_Problem description_: For the listing that follows, give again exactly the lines from the one with "reader::read_distribution_file(hstar_path, &mut hstar)?;" to the one with "let mut selections", including both.

_Data supplied_:
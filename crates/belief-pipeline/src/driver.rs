//! Pipeline driver
//!
//! Sequences the stages: read the merged h* distribution, derive averages,
//! stream every successor file through the backup simulator, combine, and
//! serialize the post-expansion distribution. Stages run strictly in order;
//! the average table must be complete before the first record is simulated.

use std::fs;
use std::io::Write;
use std::path::{Path, PathBuf};

use belief_histogram::{HistogramKey, SampleHistogram};

use crate::backup::SelectionTable;
use crate::combine::combine;
use crate::error::Result;
use crate::expectation::AverageTable;
use crate::observer::PipelineObserver;
use crate::reader;

/// Regular files in `dir`, sorted by path for deterministic progress
fn files_in(dir: &Path) -> Result<Vec<PathBuf>> {
    let mut files = Vec::new();
    for entry in fs::read_dir(dir)? {
        let entry = entry?;
        if entry.file_type()?.is_file() {
            files.push(entry.path());
        }
    }
    files.sort();
    Ok(files)
}

/// Run the full post-expansion pipeline.
///
/// Reads the merged h* distribution from `hstar_path`, replays every
/// successor file in `successors_dir` through the backup rule, and writes
/// the combined per-parent f-value distribution to `output` (keys ascending,
/// outcomes ascending). Progress and diagnostics go to `observer` only.
pub fn run<W: Write>(
    hstar_path: &Path,
    successors_dir: &Path,
    output: &mut W,
    observer: &mut dyn PipelineObserver,
) -> Result<()> {
    observer.stage_started("reading h* distribution");
    let mut hstar = SampleHistogram::new();
    reader::read_distribution_file(hstar_path, &mut hstar)?;
    hstar.check_conservation()?;

    observer.stage_started("computing h* averages");
    let averages = AverageTable::from_histogram(&hstar)?;
    observer.averages_ready(&averages);

    observer.stage_started("simulating backups over successor files");
    let files = files_in(successors_dir)?;
    let total = files.len();
    let mut selections = SelectionTable::new();
    for (done, path) in files.iter().enumerate() {
        reader::stream_successors_file(path, |record| {
            if !selections.observe(&record, &averages) {
                observer.record_dropped(record.parent_h);
            }
        })?;
        observer.file_processed(done + 1, total);
    }

    observer.stage_started("combining post-expansion beliefs");
    let post = combine(&selections, &hstar)?;

    observer.stage_started("writing combined data");
    post.write_to(output)?;
    Ok(())
}

/// Merge a directory of raw one-sample-per-line files into one histogram.
///
/// The stage-one sibling of the full pipeline: builds the merged
/// distribution that [`run`] later consumes, for either key shape.
pub fn merge_raw_directory<K: HistogramKey>(dir: &Path) -> Result<SampleHistogram<K>> {
    let mut histogram = SampleHistogram::new();
    for path in files_in(dir)? {
        let input = std::io::BufReader::new(fs::File::open(&path)?);
        reader::read_raw_samples(input, &mut histogram)?;
    }
    Ok(histogram)
}
//! CSV dialect, byte-order mark, and output encoding for the export file.
//!
//! The export dialect is comma-delimited with minimal quoting. Embedded quotes
//! are doubled (`""`), so any RFC 4180 reader handles them. Backslash is the
//! escape character: a literal backslash is written as `\\` and its field is
//! always quoted, since the reader only honours escapes inside quotes.
//! UTF-8 output starts with a byte-order mark; other encodings are transcoded
//! through `encoding_rs` and carry no signature.

use std::{
    borrow::Cow,
    fs::{self, File},
    io::{self, BufWriter, Cursor, Write},
    path::Path,
};

use anyhow::{Context, Result, anyhow};
use csv::QuoteStyle;
use encoding_rs::{Encoding, UTF_8};

pub const EXPORT_DELIMITER: u8 = b',';
pub const EXPORT_ESCAPE: u8 = b'\\';
pub const UTF8_BOM: &[u8] = b"\xEF\xBB\xBF";

pub type ExportWriter = csv::Writer<Box<dyn Write>>;

pub fn resolve_encoding(label: Option<&str>) -> Result<&'static Encoding> {
    if let Some(value) = label {
        Encoding::for_label(value.trim().as_bytes())
            .ok_or_else(|| anyhow!("Unknown encoding '{value}'"))
    } else {
        Ok(UTF_8)
    }
}

/// Creates `path` and returns a writer speaking the export dialect.
pub fn open_export_writer(path: &Path, encoding: &'static Encoding) -> Result<ExportWriter> {
    let mut base: Box<dyn Write> = Box::new(BufWriter::new(
        File::create(path).with_context(|| format!("Creating output file {path:?}"))?,
    ));

    let writer: Box<dyn Write> = if encoding == UTF_8 {
        base.write_all(UTF8_BOM)
            .with_context(|| format!("Writing byte-order mark to {path:?}"))?;
        base
    } else {
        Box::new(TranscodingWriter::new(base, encoding))
    };

    Ok(export_writer_builder().from_writer(writer))
}

fn export_writer_builder() -> csv::WriterBuilder {
    let mut builder = csv::WriterBuilder::new();
    builder
        .delimiter(EXPORT_DELIMITER)
        .quote_style(QuoteStyle::Necessary)
        .double_quote(true)
        // The writer never emits comments; a comment byte only forces quoting.
        .comment(Some(EXPORT_ESCAPE));
    builder
}

/// Doubles backslashes; the csv writer only escapes the quote byte.
pub fn escape_field(value: &str) -> Cow<'_, str> {
    if value.contains('\\') {
        Cow::Owned(value.replace('\\', "\\\\"))
    } else {
        Cow::Borrowed(value)
    }
}

pub fn write_row<I, S>(writer: &mut ExportWriter, fields: I) -> Result<()>
where
    I: IntoIterator<Item = S>,
    S: AsRef<str>,
{
    let escaped = fields
        .into_iter()
        .map(|field| escape_field(field.as_ref()).into_owned())
        .collect::<Vec<_>>();
    writer.write_record(&escaped)?;
    Ok(())
}

/// Opens an exported UTF-8 file for reading back with the export dialect.
pub fn open_export_reader(path: &Path) -> Result<csv::Reader<Cursor<Vec<u8>>>> {
    let mut bytes = fs::read(path).with_context(|| format!("Opening export file {path:?}"))?;
    if bytes.starts_with(UTF8_BOM) {
        bytes.drain(..UTF8_BOM.len());
    }
    Ok(export_reader_from(Cursor::new(bytes)))
}

pub fn export_reader_from<R: io::Read>(reader: R) -> csv::Reader<R> {
    let mut builder = csv::ReaderBuilder::new();
    builder
        .has_headers(true)
        .delimiter(EXPORT_DELIMITER)
        .double_quote(true)
        .escape(Some(EXPORT_ESCAPE))
        .flexible(false);
    builder.from_reader(reader)
}

struct TranscodingWriter<W: Write> {
    inner: W,
    encoding: &'static Encoding,
    buffer: Vec<u8>,
}

impl<W: Write> TranscodingWriter<W> {
    fn new(inner: W, encoding: &'static Encoding) -> Self {
        Self {
            inner,
            encoding,
            buffer: Vec::new(),
        }
    }

    /// Encodes the longest valid UTF-8 prefix of the buffer. A trailing
    /// partial sequence stays buffered unless `force` is set.
    fn flush_buffer(&mut self, force: bool) -> io::Result<()> {
        if self.buffer.is_empty() {
            return Ok(());
        }
        let valid_up_to = match std::str::from_utf8(&self.buffer) {
            Ok(_) => self.buffer.len(),
            Err(err) => {
                if err.error_len().is_some() {
                    return Err(io::Error::new(
                        io::ErrorKind::InvalidData,
                        "Invalid UTF-8 sequence in output stream",
                    ));
                }
                if force {
                    return Err(io::Error::new(
                        io::ErrorKind::InvalidData,
                        "Incomplete UTF-8 sequence at end of output stream",
                    ));
                }
                err.valid_up_to()
            }
        };
        if valid_up_to == 0 {
            return Ok(());
        }
        let text = std::str::from_utf8(&self.buffer[..valid_up_to])
            .map_err(|e| io::Error::new(io::ErrorKind::InvalidData, e))?
            .to_owned();
        self.encode_and_write(&text)?;
        self.buffer.drain(..valid_up_to);
        Ok(())
    }

    fn encode_and_write(&mut self, text: &str) -> io::Result<()> {
        let (encoded, _output_encoding, had_errors) = self.encoding.encode(text);
        if had_errors {
            return Err(io::Error::new(
                io::ErrorKind::InvalidData,
                format!("Failed to encode text using {}", self.encoding.name()),
            ));
        }
        self.inner.write_all(encoded.as_ref())
    }
}

impl<W: Write> Write for TranscodingWriter<W> {
    fn write(&mut self, buf: &[u8]) -> io::Result<usize> {
        self.buffer.extend_from_slice(buf);
        self.flush_buffer(false)?;
        Ok(buf.len())
    }

    fn flush(&mut self) -> io::Result<()> {
        self.flush_buffer(true)?;
        self.inner.flush()
    }
}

_Output for this task_:
    reader::read_distribution_file(hstar_path, &mut hstar)?;
    hstar.check_conservation()?;

    observer.stage_started("computing h* averages");
    let averages = AverageTable::from_histogram(&hstar)?;
    observer.averages_ready(&averages);

    observer.stage_started("simulating backups over successor files");
    let files = files_in(successors_dir)?;
    let total = files.len();
    let mut selections = SelectionTable::new();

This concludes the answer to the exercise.